Wednesday, May 23, 2012

Deductions v. Credits

Ramesh Ponnuru warns Mitt Romney's campaign to offer a tax credit for buying health-care rather than a tax deduction:
In 2007, George W. Bush’s administration proposed to start treating individually purchased and employer-provided coverage the same. People who got insurance either way would get a “standard deduction” of $15,000 off their taxable income -- and they would get the same deduction whether they bought cheap or expensive insurance, restoring the incentive to economize. Romney is considering reviving Bush’s idea...

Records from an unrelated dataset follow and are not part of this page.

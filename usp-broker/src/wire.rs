/********************************************************************************
 * Copyright (c) 2026 Contributors to the Eclipse Foundation
 *
 * See the NOTICE file(s) distributed with this work for additional
 * information regarding copyright ownership.
 *
 * This program and the accompanying materials are made available under the
 * terms of the Apache License Version 2.0 which is available at
 * https://www.apache.org/licenses/LICENSE-2.0
 *
 * SPDX-License-Identifier: Apache-2.0
 ********************************************************************************/

//! Already-parsed USP message values.
//!
//! The protobuf wire codec is out of scope for this crate (spec §1): callers
//! hand the Broker already-parsed [`UspMessage`] values and receive the same
//! back. These types exist purely to carry the fields spec §6 depends on;
//! they are not a complete USP message model.

use serde::{Deserialize, Serialize};
use std::collections::HashMap;

/// Access mode of a data-model parameter.
#[derive(Debug, Clone, Copy, PartialEq, Eq, Serialize, Deserialize)]
pub enum Access {
    ReadOnly,
    ReadWrite,
}

/// Internal type tag a GSDM parameter type is normalized to (spec §4.C).
#[derive(Debug, Clone, Copy, PartialEq, Eq, Serialize, Deserialize)]
pub enum ParamType {
    Base64,
    Bool,
    DateTime,
    Decimal,
    HexBin,
    Int,
    Long,
    Uint,
    Ulong,
    String,
}

impl Default for ParamType {
    fn default() -> Self {
        ParamType::String
    }
}

/// A USP ERROR response body (spec §7).
#[derive(Debug, Clone, PartialEq, Serialize, Deserialize)]
pub struct Error {
    pub code: u32,
    pub message: String,
}

/// `oper_status` of one path result: either success or failure, never both.
#[derive(Debug, Clone, PartialEq, Serialize, Deserialize)]
pub enum OperStatus<S> {
    Success(S),
    Failure { err_code: u32, err_msg: String },
}

#[derive(Debug, Clone, Default, PartialEq, Serialize, Deserialize)]
pub struct Register {
    pub allow_partial: bool,
    pub reg_paths: Vec<String>,
}

#[derive(Debug, Clone, PartialEq, Serialize, Deserialize)]
pub struct RegisteredPathResult {
    pub requested_path: String,
    pub status: OperStatus<String>,
}

#[derive(Debug, Clone, Default, PartialEq, Serialize, Deserialize)]
pub struct RegisterResp {
    pub registered_path_results: Vec<RegisteredPathResult>,
}

#[derive(Debug, Clone, Default, PartialEq, Serialize, Deserialize)]
pub struct Deregister {
    /// A single empty-string entry means "all paths owned by this Service".
    pub paths: Vec<String>,
}

#[derive(Debug, Clone, PartialEq, Serialize, Deserialize)]
pub struct DeregisteredPathResult {
    pub requested_path: String,
    pub status: OperStatus<Vec<String>>,
}

#[derive(Debug, Clone, Default, PartialEq, Serialize, Deserialize)]
pub struct DeregisterResp {
    pub deregistered_path_results: Vec<DeregisteredPathResult>,
}

#[derive(Debug, Clone, Default, PartialEq, Serialize, Deserialize)]
pub struct GetSupportedDM {
    pub obj_paths: Vec<String>,
    pub first_level_only: bool,
    pub return_commands: bool,
    pub return_events: bool,
    pub return_params: bool,
}

#[derive(Debug, Clone, PartialEq, Serialize, Deserialize)]
pub struct SupportedParam {
    pub param_name: String,
    pub access: Access,
    pub value_type: ParamType,
}

#[derive(Debug, Clone, PartialEq, Serialize, Deserialize)]
pub struct SupportedEvent {
    pub event_name: String,
    pub arg_names: Vec<String>,
}

#[derive(Debug, Clone, Copy, PartialEq, Eq, Serialize, Deserialize)]
pub enum CommandType {
    Sync,
    Async,
}

#[derive(Debug, Clone, PartialEq, Serialize, Deserialize)]
pub struct SupportedCommand {
    pub command_name: String,
    pub command_type: CommandType,
    pub input_arg_names: Vec<String>,
    pub output_arg_names: Vec<String>,
}

#[derive(Debug, Clone, PartialEq, Serialize, Deserialize)]
pub struct SupportedObject {
    pub supported_obj_path: String,
    pub access: Access,
    pub is_multi_instance: bool,
    pub supported_params: Vec<SupportedParam>,
    pub supported_events: Vec<SupportedEvent>,
    pub supported_commands: Vec<SupportedCommand>,
}

#[derive(Debug, Clone, PartialEq, Serialize, Deserialize)]
pub struct RequestedObjectResult {
    pub req_obj_path: String,
    pub err_code: u32,
    pub err_msg: String,
    pub supported_objs: Vec<SupportedObject>,
}

#[derive(Debug, Clone, Default, PartialEq, Serialize, Deserialize)]
pub struct GetSupportedDMResp {
    pub req_obj_results: Vec<RequestedObjectResult>,
}

#[derive(Debug, Clone, Default, PartialEq, Serialize, Deserialize)]
pub struct Get {
    pub param_paths: Vec<String>,
    /// Depth limit for recursive Get resolution; `None` means full depth.
    pub max_depth: Option<u32>,
}

#[derive(Debug, Clone, Default, PartialEq, Serialize, Deserialize)]
pub struct ResolvedPathResult {
    pub resolved_path: String,
    pub result_params: HashMap<String, String>,
    pub param_errs: Vec<ParamError>,
}

#[derive(Debug, Clone, Default, PartialEq, Serialize, Deserialize)]
pub struct GetResp {
    pub resolved_path_results: Vec<ResolvedPathResult>,
}

#[derive(Debug, Clone, Default, PartialEq, Serialize, Deserialize)]
pub struct Set {
    pub allow_partial: bool,
    /// path -> (param -> value)
    pub updates: Vec<(String, HashMap<String, String>)>,
}

#[derive(Debug, Clone, PartialEq, Serialize, Deserialize)]
pub struct ParamError {
    pub param: String,
    pub err_code: u32,
    pub err_msg: String,
}

#[derive(Debug, Clone, PartialEq, Serialize, Deserialize)]
pub struct UpdatedInstanceResult {
    pub affected_path: String,
    pub param_errs: Vec<ParamError>,
    pub updated_params: HashMap<String, String>,
}

#[derive(Debug, Clone, Default, PartialEq, Serialize, Deserialize)]
pub struct SetResp {
    pub updated_inst_results: Vec<UpdatedInstanceResult>,
}

#[derive(Debug, Clone, Default, PartialEq, Serialize, Deserialize)]
pub struct Add {
    pub allow_partial: bool,
    pub obj_path: String,
    pub param_values: HashMap<String, String>,
}

#[derive(Debug, Clone, PartialEq, Serialize, Deserialize)]
pub struct CreatedObjectResult {
    pub path: String,
    pub instance: u32,
    pub unique_keys: HashMap<String, String>,
    pub param_errs: Vec<ParamError>,
}

#[derive(Debug, Clone, Default, PartialEq, Serialize, Deserialize)]
pub struct AddResp {
    pub created_obj_results: Vec<CreatedObjectResult>,
}

#[derive(Debug, Clone, Default, PartialEq, Serialize, Deserialize)]
pub struct Delete {
    pub allow_partial: bool,
    pub obj_paths: Vec<String>,
}

#[derive(Debug, Clone, PartialEq, Serialize, Deserialize)]
pub struct DeletedObjectResult {
    pub requested_path: String,
    pub status: OperStatus<Vec<String>>,
}

#[derive(Debug, Clone, Default, PartialEq, Serialize, Deserialize)]
pub struct DeleteResp {
    pub deleted_obj_results: Vec<DeletedObjectResult>,
}

#[derive(Debug, Clone, Default, PartialEq, Serialize, Deserialize)]
pub struct Operate {
    pub command: String,
    pub command_key: String,
    pub send_resp: bool,
    pub input_args: HashMap<String, String>,
}

#[derive(Debug, Clone, Default, PartialEq, Serialize, Deserialize)]
pub struct OperateResp {
    /// Set when the operation is asynchronous and has merely been accepted;
    /// absent (with `output_args` populated instead) when it completed
    /// synchronously within the response.
    pub req_obj_path: Option<String>,
    pub output_args: HashMap<String, String>,
}

#[derive(Debug, Clone, Default, PartialEq, Serialize, Deserialize)]
pub struct GetInstances {
    pub obj_paths: Vec<String>,
}

#[derive(Debug, Clone, PartialEq, Serialize, Deserialize)]
pub struct CurrInstance {
    pub instantiated_path: String,
    pub unique_keys: HashMap<String, String>,
}

#[derive(Debug, Clone, PartialEq, Serialize, Deserialize)]
pub struct GetInstancesResult {
    pub requested_path: String,
    pub curr_insts: Vec<CurrInstance>,
}

#[derive(Debug, Clone, Default, PartialEq, Serialize, Deserialize)]
pub struct GetInstancesResp {
    pub req_path_results: Vec<GetInstancesResult>,
}

/// One of the payload variants a `Notify` message may carry (spec §6).
#[derive(Debug, Clone, PartialEq, Serialize, Deserialize)]
pub enum NotifyPayload {
    ValueChange { param_path: String, param_value: String },
    ObjectCreation { obj_path: String },
    ObjectDeletion { obj_path: String },
    OperationComplete {
        obj_path: String,
        command_name: String,
        command_key: String,
        output_args: HashMap<String, String>,
    },
    Event { obj_path: String, event_name: String, output_args: HashMap<String, String> },
    OnBoardRequest,
}

#[derive(Debug, Clone, PartialEq, Serialize, Deserialize)]
pub struct Notify {
    pub subscription_id: String,
    pub send_resp: bool,
    pub payload: NotifyPayload,
}

/// One already-parsed USP message, classified by variant the way spec §2's
/// control flow describes ("inbound records ... classified by message type").
#[derive(Debug, Clone, PartialEq, Serialize, Deserialize)]
pub enum UspMessage {
    Register(Register),
    RegisterResp(RegisterResp),
    Deregister(Deregister),
    DeregisterResp(DeregisterResp),
    GetSupportedDM(GetSupportedDM),
    GetSupportedDMResp(GetSupportedDMResp),
    Get(Get),
    GetResp(GetResp),
    Set(Set),
    SetResp(SetResp),
    Add(Add),
    AddResp(AddResp),
    Delete(Delete),
    DeleteResp(DeleteResp),
    Operate(Operate),
    OperateResp(OperateResp),
    GetInstances(GetInstances),
    GetInstancesResp(GetInstancesResp),
    Notify(Notify),
    Error(Error),
}

impl UspMessage {
    /// Short name used in log lines, matching the teacher's `{}:{}:{}` tag
    /// idiom without pulling `Debug`-formatting the whole payload into logs.
    pub fn kind(&self) -> &'static str {
        match self {
            UspMessage::Register(_) => "Register",
            UspMessage::RegisterResp(_) => "RegisterResp",
            UspMessage::Deregister(_) => "Deregister",
            UspMessage::DeregisterResp(_) => "DeregisterResp",
            UspMessage::GetSupportedDM(_) => "GetSupportedDM",
            UspMessage::GetSupportedDMResp(_) => "GetSupportedDMResp",
            UspMessage::Get(_) => "Get",
            UspMessage::GetResp(_) => "GetResp",
            UspMessage::Set(_) => "Set",
            UspMessage::SetResp(_) => "SetResp",
            UspMessage::Add(_) => "Add",
            UspMessage::AddResp(_) => "AddResp",
            UspMessage::Delete(_) => "Delete",
            UspMessage::DeleteResp(_) => "DeleteResp",
            UspMessage::Operate(_) => "Operate",
            UspMessage::OperateResp(_) => "OperateResp",
            UspMessage::GetInstances(_) => "GetInstances",
            UspMessage::GetInstancesResp(_) => "GetInstancesResp",
            UspMessage::Notify(_) => "Notify",
            UspMessage::Error(_) => "Error",
        }
    }

    pub fn is_response_or_error(&self) -> bool {
        matches!(
            self,
            UspMessage::GetResp(_)
                | UspMessage::SetResp(_)
                | UspMessage::AddResp(_)
                | UspMessage::DeleteResp(_)
                | UspMessage::OperateResp(_)
                | UspMessage::GetInstancesResp(_)
                | UspMessage::GetSupportedDMResp(_)
                | UspMessage::RegisterResp(_)
                | UspMessage::DeregisterResp(_)
                | UspMessage::Error(_)
        )
    }
}

/// A USP record: header (`msg_id`) plus body (spec §6). The Broker only ever
/// needs the message id and the parsed body; framing/session-context fields
/// belong to the out-of-scope wire codec.
#[derive(Debug, Clone, PartialEq, Serialize, Deserialize)]
pub struct UspRecord {
    pub msg_id: String,
    pub body: UspMessage,
}

impl UspRecord {
    pub fn new(msg_id: impl Into<String>, body: UspMessage) -> Self {
        Self { msg_id: msg_id.into(), body }
    }
}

Like today’s tax break for employer coverage, the standard deduction would be most valuable to people in the highest tax brackets. The uninsured typically aren’t in those brackets. As a result, Bush’s proposal would have done little to increase rates of insurance coverage. At the high end of estimates, 9 million additional people would have gotten coverage. (About 50 million Americans lack insurance.)
That’s why other Republican health proposals have offered a tax credit instead of a deduction. A credit is worth the same amount of money in all tax brackets. When Senator John McCain ran for president, he proposed a $5,000 tax-credit plan for families. Representative Paul Ryan and Senator Tom Coburn have also introduced tax-credit plans. Compared with a deduction, a credit would increase the number of people with insurance much more for the same amount of money.